Picture by Chad Thomas, Texas State University-San Marcos
Rio Grande shiner
Rio Grande, at San Ildefonso, about 16 km east of Los Alamos, Santa Fe Co., New Mexico (Cope in Cope and Yarrow 1875).
Etymology/Derivation of Scientific Name
Notropis – ridged or keeled back; a misnomer, probably due to the shrunken specimen used by Rafinesque when establishing this genus for N. atherinoides; jemezanus – from Jemez Mountains, type locality (Scharpf 2005).
Alburnellus jemezanus Cope and Yarrow 1875:650.
Minnilus jemezanus Jordan and Gilbert 1883:203 (Sublette et al. 1990).
Notropis dilectus Jordan and Evermann 1896-1900:259 (Sublette et al. 1990).
Notropis jemezanus Knapp 1953:61.
Maximum size: 75 mm (2.95 in) TL (Page and Burr 1991).
Coloration: Koster (1957) described coloration as mostly plain silvery, except for a faint dusky band. The head, back and abdomen are silvery; sides with dark lateral stripe; peritoneum silvery with a few dark specks, heavier dorsally; apex of chin and narrow anterior portion of gula densely covered with melanophores; upper jaw with scattered melanophores (Sublette et al. 1990). Lips may be dusky; black around anal fin base and along underside of caudal peduncle (Page and Burr 1991). Hubbs et al. (1991) listed the following characteristics for species in Texas: no chromatophores on lateral line scales other than on lateral stripe; middorsal stripe behind dorsal fin usually one or two chromatophores wide.
Pharyngeal teeth count: 1-2,4-4,2 or 1-4-4,1.
Counts: 40 or fewer lateral line scales; 24 or fewer predorsal scales; usually 9-12 anal fin soft rays (Knapp 1953; Hubbs et al. 1991); 7-8 dorsal fin soft rays; 14-15 pectoral fin soft rays; 8 pelvic fin soft rays; 19-20 caudal fin soft rays (Sublette et al. 1990).
Mouth position: Terminal and oblique (Hubbs et al. 1991).
Body shape: Slender, body depth less or equal to the head length in adult fish (Knapp 1953; Hubbs et al. 1991).
Morphology: Scales large; lower lip thin, without a fleshy lobe; lateral line either straight or with a broad arch; premaxillaries protractile; upper lip separated from skin of snout by a deep groove continuous across the midline (Knapp 1953; Hubbs et al. 1991).
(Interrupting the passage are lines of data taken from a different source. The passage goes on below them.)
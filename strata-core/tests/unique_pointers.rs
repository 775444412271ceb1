/// Consumption of unique pointers across branches, loops and calls.
use strata_ast::build::{Builder, FnSig};
use strata_ast::{DeclRef, FnAttr, Kind, StmtRef, Ty, Tvar, Type};
use strata_core::{Checker, ErrorKind};

fn uptr() -> Ty {
    Type::at(Type::sint(), Type::unique_rgn())
}

fn sink(b: &Builder) -> DeclRef {
    b.fn_decl("sink", vec![("q", uptr())], Type::void(), b.skip())
}

fn consume_p(b: &Builder) -> StmtRef {
    b.exp_s(b.call_named("sink", vec![b.var("p")]))
}

fn owner(b: &Builder, body: StmtRef) -> DeclRef {
    b.fn_decl("f", vec![("p", uptr()), ("c", Type::sint())], Type::void(), body)
}

#[test]
fn consuming_twice_is_reported() {
    let b = Builder::new();
    let f = owner(&b, b.seq(vec![consume_p(&b), consume_p(&b)]));

    let err = Checker::new()
        .check_program(&[sink(&b), f])
        .expect_err("p is consumed twice");
    assert_eq!(err.errors.len(), 1, "{:?}", err.errors);
    assert_eq!(err.count(ErrorKind::Unique), 1);
    assert!(
        err.errors[0].message.contains("may have already been consumed"),
        "unexpected message: {}",
        err.errors[0].message
    );
}

#[test]
fn consuming_on_both_branches_is_fine() {
    let b = Builder::new();
    let f = owner(&b, b.if_(b.var("c"), consume_p(&b), consume_p(&b)));

    let warnings = Checker::new()
        .check_program(&[sink(&b), f])
        .expect("each path consumes p once");
    assert!(warnings.is_empty());
}

#[test]
fn consuming_after_a_consuming_join_is_reported() {
    let b = Builder::new();
    let moved = b.var("p");
    let f = owner(
        &b,
        b.seq(vec![
            b.if_(b.var("c"), consume_p(&b), consume_p(&b)),
            b.exp_s(b.call_named("sink", vec![moved.clone()])),
        ]),
    );

    let err = Checker::new()
        .check_program(&[sink(&b), f])
        .expect_err("p is consumed after the join");
    assert_eq!(err.errors.len(), 1, "{:?}", err.errors);
    assert_eq!(err.errors[0].kind, ErrorKind::Unique);
    assert_eq!(err.errors[0].span, moved.span);
}

#[test]
fn consumption_on_one_branch_survives_the_join() {
    let b = Builder::new();
    let f = owner(
        &b,
        b.seq(vec![b.if_(b.var("c"), consume_p(&b), b.skip()), consume_p(&b)]),
    );

    let err = Checker::new()
        .check_program(&[sink(&b), f])
        .expect_err("p may be consumed on the then branch");
    assert_eq!(err.count(ErrorKind::Unique), 1);
}

#[test]
fn consuming_inside_a_loop_is_reported() {
    let b = Builder::new();
    let f = owner(&b, b.while_(b.var("c"), consume_p(&b)));

    let err = Checker::new()
        .check_program(&[sink(&b), f])
        .expect_err("the second iteration consumes p again");
    assert_eq!(err.errors.len(), 1, "{:?}", err.errors);
    assert!(
        err.errors[0]
            .message
            .contains("consumed in a previous loop iteration"),
        "unexpected message: {}",
        err.errors[0].message
    );
}

#[test]
fn deref_after_consumption_is_reported() {
    let b = Builder::new();
    let f = owner(&b, b.seq(vec![consume_p(&b), b.exp_s(b.deref(b.var("p")))]));

    let err = Checker::new()
        .check_program(&[sink(&b), f])
        .expect_err("p is dereferenced after it was moved");
    assert_eq!(err.errors.len(), 1);
    assert!(err.errors[0].message.contains("dereference of consumed unique pointer"));
}

#[test]
fn reassignment_makes_a_pointer_live_again() {
    let b = Builder::new();
    let f = b.fn_decl(
        "f",
        vec![("p", uptr()), ("fresh", uptr())],
        Type::void(),
        b.seq(vec![
            consume_p(&b),
            b.exp_s(b.assign(b.var("p"), b.var("fresh"))),
            consume_p(&b),
        ]),
    );
    let warnings = Checker::new()
        .check_program(&[sink(&b), f])
        .expect("p holds a new pointer before the second call");
    assert!(warnings.is_empty());
}

#[test]
fn refilling_on_one_branch_keeps_the_pointer_live_after_the_join() {
    let b = Builder::new();
    let f = b.fn_decl(
        "f",
        vec![("p", uptr()), ("fresh", uptr()), ("c", Type::sint())],
        Type::void(),
        b.seq(vec![
            b.if_(
                b.var("c"),
                b.seq(vec![
                    consume_p(&b),
                    b.exp_s(b.assign(b.var("p"), b.var("fresh"))),
                ]),
                b.skip(),
            ),
            consume_p(&b),
        ]),
    );

    assert!(Checker::new().check_program(&[sink(&b), f]).is_ok());
}

#[test]
fn noconsume_parameter_may_not_be_consumed() {
    let b = Builder::new();
    let borrower = b.fn_decl_sig(
        "peek",
        FnSig::new(Type::void())
            .param("p", uptr())
            .attr(FnAttr::Noconsume(0)),
        b.exp_s(b.deref(b.var("p"))),
    );
    let thief = b.fn_decl_sig(
        "steal",
        FnSig::new(Type::void())
            .param("p", uptr())
            .attr(FnAttr::Noconsume(0)),
        consume_p(&b),
    );

    let err = Checker::new()
        .check_program(&[sink(&b), borrower, thief])
        .expect_err("steal consumes its noconsume parameter");
    assert_eq!(err.errors.len(), 1, "{:?}", err.errors);
    assert!(err.errors[0].message.contains("noconsume parameter"));
}

#[test]
fn passing_to_a_noconsume_parameter_keeps_ownership() {
    let b = Builder::new();
    let peek = b.fn_decl_sig(
        "peek",
        FnSig::new(Type::void())
            .param("q", uptr())
            .attr(FnAttr::Noconsume(0)),
        b.skip(),
    );
    let f = owner(
        &b,
        b.seq(vec![
            b.exp_s(b.call_named("peek", vec![b.var("p")])),
            b.exp_s(b.call_named("peek", vec![b.var("p")])),
            consume_p(&b),
        ]),
    );

    assert!(Checker::new().check_program(&[sink(&b), peek, f]).is_ok());
}

fn may_fail(b: &Builder) -> DeclRef {
    b.fn_decl("may_fail", vec![], Type::void(), b.skip())
}

#[test]
fn consumption_in_a_try_body_is_visible_in_the_handler() {
    let b = Builder::new();
    let again = b.var("p");
    let f = owner(
        &b,
        b.try_catch(
            consume_p(&b),
            vec![b.clause(
                b.pwild(),
                None,
                b.exp_s(b.call_named("sink", vec![again.clone()])),
            )],
        ),
    );

    let err = Checker::new()
        .check_program(&[sink(&b), f])
        .expect_err("sink may throw after taking p");
    assert_eq!(err.errors.len(), 1, "{:?}", err.errors);
    assert_eq!(err.errors[0].kind, ErrorKind::Unique);
    assert_eq!(err.errors[0].span, again.span);
}

#[test]
fn handler_consumption_reaches_the_code_after_the_try() {
    let b = Builder::new();
    let after = b.var("p");
    let f = owner(
        &b,
        b.seq(vec![
            b.try_catch(
                b.exp_s(b.call_named("may_fail", vec![])),
                vec![b.clause(b.pwild(), None, consume_p(&b))],
            ),
            b.exp_s(b.call_named("sink", vec![after.clone()])),
        ]),
    );

    let err = Checker::new()
        .check_program(&[sink(&b), may_fail(&b), f])
        .expect_err("the handler path already moved p");
    assert_eq!(err.errors.len(), 1, "{:?}", err.errors);
    assert_eq!(err.errors[0].span, after.span);
}

#[test]
fn alias_scope_left_by_an_exception_gives_the_pointer_back() {
    let b = Builder::new();
    let r = Tvar::new("`r", Kind::Rgn);
    let borrowed = b.let_(
        b.palias(&r, "q", Type::at(Type::sint(), Type::var(&r))),
        b.var("p"),
        b.exp_s(b.call_named("may_fail", vec![])),
    );
    let f = owner(
        &b,
        b.try_catch(borrowed, vec![b.clause(b.pwild(), None, consume_p(&b))]),
    );

    let warnings = Checker::new()
        .check_program(&[sink(&b), may_fail(&b), f])
        .expect("p is only lent to q inside the try body");
    assert!(warnings.is_empty(), "{warnings:?}");
}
Eye small, contained about four times in body depth (measured over curve); origin of dorsal fin behind insertion of pelvic fins (Knapp 1953; Hubbs et al. 1991). Breeding males with many small tubercles on snout and most of dorsal portion of the head (Sublette et al. 1990). Intestinal canal short, forming a simple S-shaped loop (Knapp 1953; Hubbs et al. 1991).
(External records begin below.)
use std::cell::{Cell, RefCell};

use strata_ast::{Span, Ty};

use crate::config::CheckerConfig;
use crate::diag::Diagnostics;
use crate::error::{CheckError, ErrorKind};

/// Why the last unification failed, kept for `explain_failure`.
#[derive(Clone, Debug)]
pub struct UnifyFailure {
    pub t1: Ty,
    pub t2: Ty,
    pub reason: Option<String>,
}

/// Process-scoped state shared by every pass of one checking run.
///
/// Passes borrow the context immutably; the diagnostics sink and the
/// unification explanation live behind cells.
#[derive(Debug)]
pub struct Ctx {
    pub config: CheckerConfig,
    diag: RefCell<Diagnostics>,
    pub(crate) unify_failure: RefCell<Option<UnifyFailure>>,
    alias_counter: Cell<u32>,
}

impl Ctx {
    pub fn new(config: CheckerConfig) -> Self {
        let diag = Diagnostics::new(&config);
        Self {
            config,
            diag: RefCell::new(diag),
            unify_failure: RefCell::new(None),
            alias_counter: Cell::new(0),
        }
    }

    pub fn error(&self, kind: ErrorKind, span: Span, message: impl Into<String>) {
        self.diag.borrow_mut().error(kind, span, message);
    }

    pub fn warn(&self, span: Span, message: impl Into<String>) {
        self.diag.borrow_mut().warn(span, message);
    }

    pub fn error_count(&self) -> usize {
        self.diag.borrow().error_count()
    }

    pub fn should_stop(&self) -> bool {
        self.diag.borrow().should_stop()
    }

    pub fn errors(&self) -> Vec<CheckError> {
        self.diag.borrow().errors().to_vec()
    }

    pub fn into_diagnostics(self) -> Diagnostics {
        self.diag.into_inner()
    }

    /// Fresh name for checker-introduced temporaries.
    pub fn fresh_alias_name(&self) -> String {
        let n = self.alias_counter.get();
        self.alias_counter.set(n + 1);
        format!("_alias{n}")
    }
}

impl Default for Ctx {
    fn default() -> Self {
        Self::new(CheckerConfig::default())
    }
}
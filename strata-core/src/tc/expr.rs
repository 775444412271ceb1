//! Expression checking.
//!
//! `tc_exp` computes the type of an expression, records it on the node and
//! resolves names in place: identifiers become variables, enum tags or
//! datatype constructors, calls are split from constructor applications and
//! brace initializers are given their aggregate.

use std::rc::Rc;

use strata_ast::{
    AggrDecl, AggrKind, ArrayInfo, Binding, Cnst, Conref, DatatypeDecl, DatatypeField, Exp,
    ExpKind, ExpRef, FieldInit, FloatKind, FnInfo, IntSize, Kind, Primop, QualName, Sign, Span,
    StmtKind, StmtRef, Tqual, Ty, Type,
};

use super::{fresh_evar, mismatch, tc_stmt};
use crate::ctx::Ctx;
use crate::error::{ErrorKind, impos};
use crate::tcenv::{Resolved, Tenv};
use crate::tcutil::{
    aggr_field, aggr_inst, castable, check_type, coerce_arg, coerce_arithmetic, coerce_assign,
    coerce_to_bool, coerce_uint_type, coerce_use, compress, eval_const_uint, insert_alias,
    is_arithmetic, is_integral, is_pointer_type, is_unique_pointer, is_zero, pointer_elt_type,
    pointer_region, subst_fn_info, substitute, tvar_kind, unify,
};

/// Types `e`, using `topt` as a hint for literals and initializers, and
/// records the result on the node.
pub(crate) fn tc_exp(ctx: &Ctx, te: &Tenv, topt: Option<&Ty>, e: &ExpRef) -> Ty {
    let t = tc_exp_kind(ctx, te, topt, e);
    e.set_ty(t.clone());
    t
}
Distribution (Native and Introduced)
U.S. distribution: Endemic to Rio Grande drainage, from just above mouth of main river in Texas and Mexico to headwaters of Rio Grande and Pecos rivers, northern New Mexico; range also includes major tributaries in Mexico: Rio San Juan, Rio Salado and Rio Conchos (Gilbert 1980).
Texas distribution: Rio Grande drainage (Hubbs 1940; Hubbs 1957; Gilbert 1980; Hubbs et al. 1991).
[Additional literature noting collection of this species from Texas locations includes, but is not limited to the following: Contreras-Balderas et al. (2002).]
Abundance/Conservation status (Federal, State, Non-governmental organizations)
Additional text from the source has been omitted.